(ENTRIES SHOWN begins)

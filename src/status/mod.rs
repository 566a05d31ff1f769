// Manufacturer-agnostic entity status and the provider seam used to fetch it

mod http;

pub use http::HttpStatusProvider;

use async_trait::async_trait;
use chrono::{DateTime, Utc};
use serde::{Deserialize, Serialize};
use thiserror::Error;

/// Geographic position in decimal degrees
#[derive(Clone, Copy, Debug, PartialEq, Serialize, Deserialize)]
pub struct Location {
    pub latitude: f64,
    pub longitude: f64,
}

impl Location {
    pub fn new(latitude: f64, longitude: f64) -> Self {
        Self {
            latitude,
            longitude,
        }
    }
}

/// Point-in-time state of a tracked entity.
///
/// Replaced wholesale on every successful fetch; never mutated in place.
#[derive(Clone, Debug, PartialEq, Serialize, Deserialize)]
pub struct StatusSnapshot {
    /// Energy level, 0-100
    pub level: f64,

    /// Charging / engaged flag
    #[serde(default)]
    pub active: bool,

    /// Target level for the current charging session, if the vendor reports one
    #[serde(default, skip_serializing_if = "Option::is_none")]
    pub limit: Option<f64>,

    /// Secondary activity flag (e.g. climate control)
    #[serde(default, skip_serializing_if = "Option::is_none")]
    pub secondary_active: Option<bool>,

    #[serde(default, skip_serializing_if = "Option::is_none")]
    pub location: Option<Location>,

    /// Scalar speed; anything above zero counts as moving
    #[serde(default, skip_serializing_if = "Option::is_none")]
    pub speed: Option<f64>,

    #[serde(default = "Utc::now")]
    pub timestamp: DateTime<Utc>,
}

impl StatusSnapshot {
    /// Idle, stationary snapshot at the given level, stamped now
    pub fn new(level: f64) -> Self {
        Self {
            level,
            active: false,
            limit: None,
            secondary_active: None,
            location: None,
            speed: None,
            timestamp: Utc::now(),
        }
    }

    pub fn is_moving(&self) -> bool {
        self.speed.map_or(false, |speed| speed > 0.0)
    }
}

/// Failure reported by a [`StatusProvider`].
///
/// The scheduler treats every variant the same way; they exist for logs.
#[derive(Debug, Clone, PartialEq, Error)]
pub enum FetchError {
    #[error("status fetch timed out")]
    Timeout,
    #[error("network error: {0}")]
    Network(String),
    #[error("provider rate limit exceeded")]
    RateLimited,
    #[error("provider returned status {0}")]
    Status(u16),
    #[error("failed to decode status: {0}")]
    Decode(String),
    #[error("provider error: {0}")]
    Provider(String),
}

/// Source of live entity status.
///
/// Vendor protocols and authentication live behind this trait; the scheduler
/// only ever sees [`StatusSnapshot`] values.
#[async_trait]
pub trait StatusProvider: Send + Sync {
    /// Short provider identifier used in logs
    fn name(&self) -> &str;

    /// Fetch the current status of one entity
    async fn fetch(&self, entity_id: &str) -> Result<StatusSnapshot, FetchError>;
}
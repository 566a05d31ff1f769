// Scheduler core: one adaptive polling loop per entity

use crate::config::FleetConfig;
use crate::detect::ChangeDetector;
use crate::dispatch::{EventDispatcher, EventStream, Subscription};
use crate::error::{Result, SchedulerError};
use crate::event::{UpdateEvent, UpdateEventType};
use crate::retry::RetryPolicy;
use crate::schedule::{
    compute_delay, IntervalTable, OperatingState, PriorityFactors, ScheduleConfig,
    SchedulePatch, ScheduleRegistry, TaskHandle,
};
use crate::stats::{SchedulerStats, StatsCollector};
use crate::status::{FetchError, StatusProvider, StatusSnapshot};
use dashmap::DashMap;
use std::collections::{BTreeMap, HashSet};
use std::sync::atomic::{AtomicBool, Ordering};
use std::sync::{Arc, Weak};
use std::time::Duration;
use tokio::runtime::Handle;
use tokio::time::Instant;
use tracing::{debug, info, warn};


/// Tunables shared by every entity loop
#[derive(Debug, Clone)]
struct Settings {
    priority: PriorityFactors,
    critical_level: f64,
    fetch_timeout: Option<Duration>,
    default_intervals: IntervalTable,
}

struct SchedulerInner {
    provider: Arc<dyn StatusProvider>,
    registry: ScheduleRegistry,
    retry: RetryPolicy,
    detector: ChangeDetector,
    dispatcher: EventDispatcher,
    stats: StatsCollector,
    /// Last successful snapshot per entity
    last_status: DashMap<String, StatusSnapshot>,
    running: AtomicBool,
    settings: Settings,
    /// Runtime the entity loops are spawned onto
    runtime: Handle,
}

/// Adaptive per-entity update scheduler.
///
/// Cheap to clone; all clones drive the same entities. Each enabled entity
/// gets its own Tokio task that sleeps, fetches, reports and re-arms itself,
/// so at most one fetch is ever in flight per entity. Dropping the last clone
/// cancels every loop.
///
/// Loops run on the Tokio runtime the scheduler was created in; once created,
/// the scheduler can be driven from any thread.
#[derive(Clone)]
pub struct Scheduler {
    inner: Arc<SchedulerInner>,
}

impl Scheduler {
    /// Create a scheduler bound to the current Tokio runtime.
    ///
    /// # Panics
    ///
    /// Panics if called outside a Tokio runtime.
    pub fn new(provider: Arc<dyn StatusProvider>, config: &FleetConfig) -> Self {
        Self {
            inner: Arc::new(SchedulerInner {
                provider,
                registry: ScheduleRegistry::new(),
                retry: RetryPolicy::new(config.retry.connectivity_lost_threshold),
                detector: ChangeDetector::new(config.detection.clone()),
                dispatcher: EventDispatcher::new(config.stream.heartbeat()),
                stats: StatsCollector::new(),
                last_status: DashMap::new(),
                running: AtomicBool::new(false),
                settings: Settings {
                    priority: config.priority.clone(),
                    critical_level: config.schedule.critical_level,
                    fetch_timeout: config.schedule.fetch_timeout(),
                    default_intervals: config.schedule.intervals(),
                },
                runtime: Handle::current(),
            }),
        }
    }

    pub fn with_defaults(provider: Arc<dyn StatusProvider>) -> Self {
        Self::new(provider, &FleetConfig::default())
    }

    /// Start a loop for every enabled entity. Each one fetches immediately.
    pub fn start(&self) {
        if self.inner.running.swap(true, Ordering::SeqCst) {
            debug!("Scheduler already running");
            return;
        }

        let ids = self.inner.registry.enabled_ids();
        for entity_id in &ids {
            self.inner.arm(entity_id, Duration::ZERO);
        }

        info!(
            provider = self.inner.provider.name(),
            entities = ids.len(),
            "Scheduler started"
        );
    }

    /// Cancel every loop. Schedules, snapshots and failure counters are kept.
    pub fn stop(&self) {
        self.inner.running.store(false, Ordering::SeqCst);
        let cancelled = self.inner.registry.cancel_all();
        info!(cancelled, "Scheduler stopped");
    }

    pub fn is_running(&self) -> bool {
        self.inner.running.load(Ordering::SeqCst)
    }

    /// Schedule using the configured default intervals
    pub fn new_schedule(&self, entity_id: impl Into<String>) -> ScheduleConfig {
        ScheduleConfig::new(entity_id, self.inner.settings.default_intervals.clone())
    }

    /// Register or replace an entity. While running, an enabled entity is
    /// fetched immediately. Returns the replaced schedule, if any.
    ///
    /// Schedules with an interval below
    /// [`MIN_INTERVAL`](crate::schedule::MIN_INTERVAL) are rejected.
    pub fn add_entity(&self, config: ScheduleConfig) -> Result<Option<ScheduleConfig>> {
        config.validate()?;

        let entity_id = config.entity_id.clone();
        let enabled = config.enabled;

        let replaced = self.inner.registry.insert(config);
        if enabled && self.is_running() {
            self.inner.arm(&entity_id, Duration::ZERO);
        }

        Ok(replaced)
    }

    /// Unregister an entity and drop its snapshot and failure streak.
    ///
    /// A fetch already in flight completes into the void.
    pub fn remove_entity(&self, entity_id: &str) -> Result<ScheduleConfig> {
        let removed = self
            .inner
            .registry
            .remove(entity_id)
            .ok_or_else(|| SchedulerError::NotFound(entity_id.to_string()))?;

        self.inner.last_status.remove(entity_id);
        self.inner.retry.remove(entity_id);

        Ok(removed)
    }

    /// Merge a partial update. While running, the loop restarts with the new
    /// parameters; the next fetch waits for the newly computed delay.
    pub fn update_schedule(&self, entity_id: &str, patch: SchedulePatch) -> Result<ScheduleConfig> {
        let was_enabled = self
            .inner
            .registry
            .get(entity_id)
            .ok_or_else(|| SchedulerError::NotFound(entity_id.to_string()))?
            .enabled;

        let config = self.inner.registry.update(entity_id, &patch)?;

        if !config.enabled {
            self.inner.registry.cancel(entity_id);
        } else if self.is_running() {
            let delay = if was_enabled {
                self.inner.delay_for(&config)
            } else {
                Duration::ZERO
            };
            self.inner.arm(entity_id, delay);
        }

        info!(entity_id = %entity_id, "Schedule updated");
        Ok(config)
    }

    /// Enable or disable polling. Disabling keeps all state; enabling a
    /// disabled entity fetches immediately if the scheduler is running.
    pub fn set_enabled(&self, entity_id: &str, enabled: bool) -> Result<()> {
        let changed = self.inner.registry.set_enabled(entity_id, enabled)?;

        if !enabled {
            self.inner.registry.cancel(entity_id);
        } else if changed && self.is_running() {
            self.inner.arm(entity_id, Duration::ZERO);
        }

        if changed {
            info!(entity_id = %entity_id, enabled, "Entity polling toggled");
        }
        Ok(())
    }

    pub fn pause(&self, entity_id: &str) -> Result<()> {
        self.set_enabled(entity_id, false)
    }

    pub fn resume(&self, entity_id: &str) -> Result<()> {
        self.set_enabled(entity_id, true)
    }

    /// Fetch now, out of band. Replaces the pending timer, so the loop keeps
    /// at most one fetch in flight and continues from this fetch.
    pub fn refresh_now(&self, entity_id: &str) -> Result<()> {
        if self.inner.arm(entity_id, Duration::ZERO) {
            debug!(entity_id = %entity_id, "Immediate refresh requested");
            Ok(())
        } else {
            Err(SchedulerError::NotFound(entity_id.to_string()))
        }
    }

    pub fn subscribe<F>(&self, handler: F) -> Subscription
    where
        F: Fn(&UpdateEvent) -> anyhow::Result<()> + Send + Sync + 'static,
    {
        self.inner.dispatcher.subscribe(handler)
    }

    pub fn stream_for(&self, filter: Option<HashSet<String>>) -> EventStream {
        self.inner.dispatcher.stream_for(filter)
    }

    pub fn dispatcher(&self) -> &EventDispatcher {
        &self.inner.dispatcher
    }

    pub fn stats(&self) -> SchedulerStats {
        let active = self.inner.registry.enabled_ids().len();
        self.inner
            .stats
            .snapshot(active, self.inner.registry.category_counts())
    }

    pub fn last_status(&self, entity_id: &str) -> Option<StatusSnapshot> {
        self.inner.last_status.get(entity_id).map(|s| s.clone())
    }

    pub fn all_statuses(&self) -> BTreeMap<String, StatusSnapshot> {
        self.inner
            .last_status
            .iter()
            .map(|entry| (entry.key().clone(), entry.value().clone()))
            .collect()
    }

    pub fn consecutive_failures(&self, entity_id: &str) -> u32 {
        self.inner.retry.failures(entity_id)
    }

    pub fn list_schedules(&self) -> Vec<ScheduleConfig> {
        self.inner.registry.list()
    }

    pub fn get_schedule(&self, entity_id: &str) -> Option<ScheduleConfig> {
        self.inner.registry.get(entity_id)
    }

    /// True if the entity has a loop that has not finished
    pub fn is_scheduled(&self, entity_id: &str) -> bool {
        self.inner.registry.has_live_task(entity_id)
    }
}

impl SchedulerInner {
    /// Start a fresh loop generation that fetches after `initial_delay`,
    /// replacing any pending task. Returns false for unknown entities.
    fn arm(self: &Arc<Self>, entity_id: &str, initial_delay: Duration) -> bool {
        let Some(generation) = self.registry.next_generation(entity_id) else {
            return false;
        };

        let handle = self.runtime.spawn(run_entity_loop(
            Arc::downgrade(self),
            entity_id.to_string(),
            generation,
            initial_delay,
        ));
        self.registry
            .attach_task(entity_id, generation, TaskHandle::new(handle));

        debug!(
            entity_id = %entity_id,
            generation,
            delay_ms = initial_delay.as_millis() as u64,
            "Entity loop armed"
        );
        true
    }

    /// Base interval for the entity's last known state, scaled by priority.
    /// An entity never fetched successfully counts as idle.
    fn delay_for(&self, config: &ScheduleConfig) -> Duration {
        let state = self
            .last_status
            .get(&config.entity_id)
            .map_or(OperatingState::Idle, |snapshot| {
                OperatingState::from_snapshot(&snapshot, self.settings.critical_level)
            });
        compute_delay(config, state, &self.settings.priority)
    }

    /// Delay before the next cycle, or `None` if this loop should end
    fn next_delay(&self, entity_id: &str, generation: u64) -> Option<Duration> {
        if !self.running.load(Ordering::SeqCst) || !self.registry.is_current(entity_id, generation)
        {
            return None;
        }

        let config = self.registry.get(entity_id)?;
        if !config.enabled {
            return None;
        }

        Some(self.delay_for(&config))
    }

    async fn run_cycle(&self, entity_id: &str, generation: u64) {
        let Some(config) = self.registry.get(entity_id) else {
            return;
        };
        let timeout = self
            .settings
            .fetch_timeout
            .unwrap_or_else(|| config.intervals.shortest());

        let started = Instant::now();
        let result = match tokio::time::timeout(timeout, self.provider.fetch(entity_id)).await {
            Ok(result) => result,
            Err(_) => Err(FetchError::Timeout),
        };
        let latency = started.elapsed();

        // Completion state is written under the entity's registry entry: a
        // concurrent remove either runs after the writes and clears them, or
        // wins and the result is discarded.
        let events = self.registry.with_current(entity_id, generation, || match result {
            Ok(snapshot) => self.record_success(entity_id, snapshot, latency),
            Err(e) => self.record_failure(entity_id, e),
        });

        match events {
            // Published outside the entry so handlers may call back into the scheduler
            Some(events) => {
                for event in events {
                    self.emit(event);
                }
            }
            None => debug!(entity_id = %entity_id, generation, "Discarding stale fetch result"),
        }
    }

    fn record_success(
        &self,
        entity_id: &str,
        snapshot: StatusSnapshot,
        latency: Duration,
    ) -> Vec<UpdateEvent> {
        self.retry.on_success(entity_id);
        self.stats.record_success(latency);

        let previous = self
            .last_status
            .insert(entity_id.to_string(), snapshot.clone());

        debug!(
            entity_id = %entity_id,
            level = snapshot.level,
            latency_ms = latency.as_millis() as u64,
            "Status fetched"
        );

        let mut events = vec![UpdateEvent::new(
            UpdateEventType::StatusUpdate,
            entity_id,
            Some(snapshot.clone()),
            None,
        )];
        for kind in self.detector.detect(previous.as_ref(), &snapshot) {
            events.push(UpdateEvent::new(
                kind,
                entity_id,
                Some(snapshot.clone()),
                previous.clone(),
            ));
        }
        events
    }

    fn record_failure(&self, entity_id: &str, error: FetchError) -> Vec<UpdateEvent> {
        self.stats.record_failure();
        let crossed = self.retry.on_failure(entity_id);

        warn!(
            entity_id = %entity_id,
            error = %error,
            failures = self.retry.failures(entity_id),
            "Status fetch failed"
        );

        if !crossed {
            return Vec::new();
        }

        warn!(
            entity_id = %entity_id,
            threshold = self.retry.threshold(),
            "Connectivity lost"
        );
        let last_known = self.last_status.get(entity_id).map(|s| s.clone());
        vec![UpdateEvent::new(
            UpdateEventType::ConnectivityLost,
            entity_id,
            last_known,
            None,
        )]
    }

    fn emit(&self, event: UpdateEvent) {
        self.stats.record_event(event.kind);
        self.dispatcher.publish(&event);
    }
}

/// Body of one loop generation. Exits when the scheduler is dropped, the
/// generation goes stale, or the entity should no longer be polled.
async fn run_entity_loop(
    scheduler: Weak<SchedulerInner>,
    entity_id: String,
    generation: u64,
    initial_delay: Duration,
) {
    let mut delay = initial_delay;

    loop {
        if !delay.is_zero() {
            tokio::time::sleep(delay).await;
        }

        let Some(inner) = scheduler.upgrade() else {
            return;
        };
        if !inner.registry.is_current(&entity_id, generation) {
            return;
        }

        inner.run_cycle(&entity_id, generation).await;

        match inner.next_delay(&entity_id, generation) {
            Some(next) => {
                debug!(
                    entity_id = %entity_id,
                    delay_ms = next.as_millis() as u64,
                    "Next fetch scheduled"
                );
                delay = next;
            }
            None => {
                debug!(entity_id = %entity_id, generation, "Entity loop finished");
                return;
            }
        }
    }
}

(ENTRIES SHOWN ends)
(ENTRIES SHOWN begins)

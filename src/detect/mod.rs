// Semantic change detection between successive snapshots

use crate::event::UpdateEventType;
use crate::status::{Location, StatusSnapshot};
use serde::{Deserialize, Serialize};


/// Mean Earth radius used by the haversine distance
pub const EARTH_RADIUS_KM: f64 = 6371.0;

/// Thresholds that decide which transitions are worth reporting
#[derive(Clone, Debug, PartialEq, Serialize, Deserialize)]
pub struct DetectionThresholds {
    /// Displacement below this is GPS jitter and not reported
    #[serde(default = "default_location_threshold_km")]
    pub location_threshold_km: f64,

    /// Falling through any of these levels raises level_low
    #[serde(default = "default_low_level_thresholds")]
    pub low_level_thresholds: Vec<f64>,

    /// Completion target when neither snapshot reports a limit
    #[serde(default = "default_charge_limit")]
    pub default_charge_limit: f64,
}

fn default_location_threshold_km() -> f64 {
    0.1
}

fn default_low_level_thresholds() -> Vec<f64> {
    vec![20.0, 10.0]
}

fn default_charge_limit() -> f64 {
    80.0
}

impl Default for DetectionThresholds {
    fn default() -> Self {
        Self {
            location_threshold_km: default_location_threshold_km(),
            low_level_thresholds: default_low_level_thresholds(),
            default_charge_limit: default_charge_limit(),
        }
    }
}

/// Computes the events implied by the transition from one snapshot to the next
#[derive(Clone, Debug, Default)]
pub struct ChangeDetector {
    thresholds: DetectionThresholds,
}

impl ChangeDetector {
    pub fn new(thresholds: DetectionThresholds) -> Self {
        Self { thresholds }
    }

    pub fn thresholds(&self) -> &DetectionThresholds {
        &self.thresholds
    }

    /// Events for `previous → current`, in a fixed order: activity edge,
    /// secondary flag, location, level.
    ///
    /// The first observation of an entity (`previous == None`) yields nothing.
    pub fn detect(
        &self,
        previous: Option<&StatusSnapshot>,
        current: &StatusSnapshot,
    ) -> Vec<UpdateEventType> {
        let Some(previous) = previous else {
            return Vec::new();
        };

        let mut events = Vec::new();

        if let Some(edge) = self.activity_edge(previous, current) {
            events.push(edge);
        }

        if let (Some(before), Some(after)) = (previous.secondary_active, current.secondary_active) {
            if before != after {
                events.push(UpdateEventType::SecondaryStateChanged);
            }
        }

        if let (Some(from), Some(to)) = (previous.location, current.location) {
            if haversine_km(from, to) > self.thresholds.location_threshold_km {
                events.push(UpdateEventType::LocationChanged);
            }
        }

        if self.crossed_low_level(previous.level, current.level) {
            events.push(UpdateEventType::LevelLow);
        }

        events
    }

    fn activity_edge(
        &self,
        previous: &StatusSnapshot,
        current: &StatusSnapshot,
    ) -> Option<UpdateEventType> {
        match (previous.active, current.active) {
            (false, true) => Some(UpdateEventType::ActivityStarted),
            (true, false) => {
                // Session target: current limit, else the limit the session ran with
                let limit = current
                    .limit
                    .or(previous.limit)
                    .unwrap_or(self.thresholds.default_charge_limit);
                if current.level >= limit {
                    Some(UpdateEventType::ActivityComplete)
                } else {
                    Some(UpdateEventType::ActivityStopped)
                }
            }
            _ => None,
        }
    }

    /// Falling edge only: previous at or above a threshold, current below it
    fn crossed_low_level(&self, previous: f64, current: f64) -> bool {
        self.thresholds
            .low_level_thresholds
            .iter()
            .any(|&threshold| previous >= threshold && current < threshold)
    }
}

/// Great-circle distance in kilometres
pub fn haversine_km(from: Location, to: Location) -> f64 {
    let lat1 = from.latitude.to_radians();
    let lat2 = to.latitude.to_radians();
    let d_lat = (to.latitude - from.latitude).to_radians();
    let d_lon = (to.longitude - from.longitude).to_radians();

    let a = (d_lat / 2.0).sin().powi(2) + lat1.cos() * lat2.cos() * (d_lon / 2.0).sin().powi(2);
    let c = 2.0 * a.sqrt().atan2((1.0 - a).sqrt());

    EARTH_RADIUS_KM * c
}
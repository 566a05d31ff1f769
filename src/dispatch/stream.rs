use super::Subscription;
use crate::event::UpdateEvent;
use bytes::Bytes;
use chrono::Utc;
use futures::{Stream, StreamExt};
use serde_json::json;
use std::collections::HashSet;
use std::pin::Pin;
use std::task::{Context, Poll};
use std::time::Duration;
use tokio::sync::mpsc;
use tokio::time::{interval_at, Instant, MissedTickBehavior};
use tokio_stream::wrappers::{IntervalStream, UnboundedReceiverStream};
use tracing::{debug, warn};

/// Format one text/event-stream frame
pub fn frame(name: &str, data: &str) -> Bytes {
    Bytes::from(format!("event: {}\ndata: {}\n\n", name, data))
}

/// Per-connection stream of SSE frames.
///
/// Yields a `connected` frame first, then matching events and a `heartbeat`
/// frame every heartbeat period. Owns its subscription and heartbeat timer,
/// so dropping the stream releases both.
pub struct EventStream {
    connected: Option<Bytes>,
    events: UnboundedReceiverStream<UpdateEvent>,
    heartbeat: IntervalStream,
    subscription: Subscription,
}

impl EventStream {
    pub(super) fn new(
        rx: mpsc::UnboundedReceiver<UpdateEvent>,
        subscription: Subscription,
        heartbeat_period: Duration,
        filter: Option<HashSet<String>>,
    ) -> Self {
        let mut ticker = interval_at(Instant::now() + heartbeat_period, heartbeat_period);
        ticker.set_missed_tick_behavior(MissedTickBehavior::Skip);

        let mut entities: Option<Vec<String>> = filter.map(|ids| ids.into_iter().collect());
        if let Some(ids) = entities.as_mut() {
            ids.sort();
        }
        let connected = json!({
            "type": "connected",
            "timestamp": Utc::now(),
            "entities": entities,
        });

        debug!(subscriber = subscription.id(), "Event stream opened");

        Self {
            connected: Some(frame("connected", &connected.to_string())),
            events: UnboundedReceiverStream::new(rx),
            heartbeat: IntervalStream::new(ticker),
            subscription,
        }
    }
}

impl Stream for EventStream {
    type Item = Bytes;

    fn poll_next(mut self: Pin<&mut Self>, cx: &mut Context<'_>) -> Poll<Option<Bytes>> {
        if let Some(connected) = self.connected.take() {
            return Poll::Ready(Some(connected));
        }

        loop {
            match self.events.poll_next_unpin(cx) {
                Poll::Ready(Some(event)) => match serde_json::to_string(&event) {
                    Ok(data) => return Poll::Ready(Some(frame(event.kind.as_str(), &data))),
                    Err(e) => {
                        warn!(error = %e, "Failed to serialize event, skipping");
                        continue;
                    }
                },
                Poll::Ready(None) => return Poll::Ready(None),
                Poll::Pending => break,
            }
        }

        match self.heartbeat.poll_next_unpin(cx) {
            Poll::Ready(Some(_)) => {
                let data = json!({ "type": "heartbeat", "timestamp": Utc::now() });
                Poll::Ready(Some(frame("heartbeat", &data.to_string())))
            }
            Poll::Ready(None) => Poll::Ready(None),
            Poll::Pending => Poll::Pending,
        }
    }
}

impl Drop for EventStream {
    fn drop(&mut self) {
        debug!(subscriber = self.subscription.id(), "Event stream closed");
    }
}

(ENTRIES SHOWN ends)

• _EXERCISE INSTRUCTIONS_
Reproduce exactly the stretch of the material above that starts at the line with "if self.inner.running.swap(true, Ordering::SeqCst)" and ends at the line with "let cancelled = self.inner.registry.cancel_all();", both included, and nothing else.

• _SOLUTION TO THE PROBLEM_
        if self.inner.running.swap(true, Ordering::SeqCst) {
            debug!("Scheduler already running");
            return;
        }

        let ids = self.inner.registry.enabled_ids();
        for entity_id in &ids {
            self.inner.arm(entity_id, Duration::ZERO);
        }

        info!(
            provider = self.inner.provider.name(),
            entities = ids.len(),
            "Scheduler started"
        );
    }

    /// Cancel every loop. Schedules, snapshots and failure counters are kept.
    pub fn stop(&self) {
        self.inner.running.store(false, Ordering::SeqCst);
        let cancelled = self.inner.registry.cancel_all();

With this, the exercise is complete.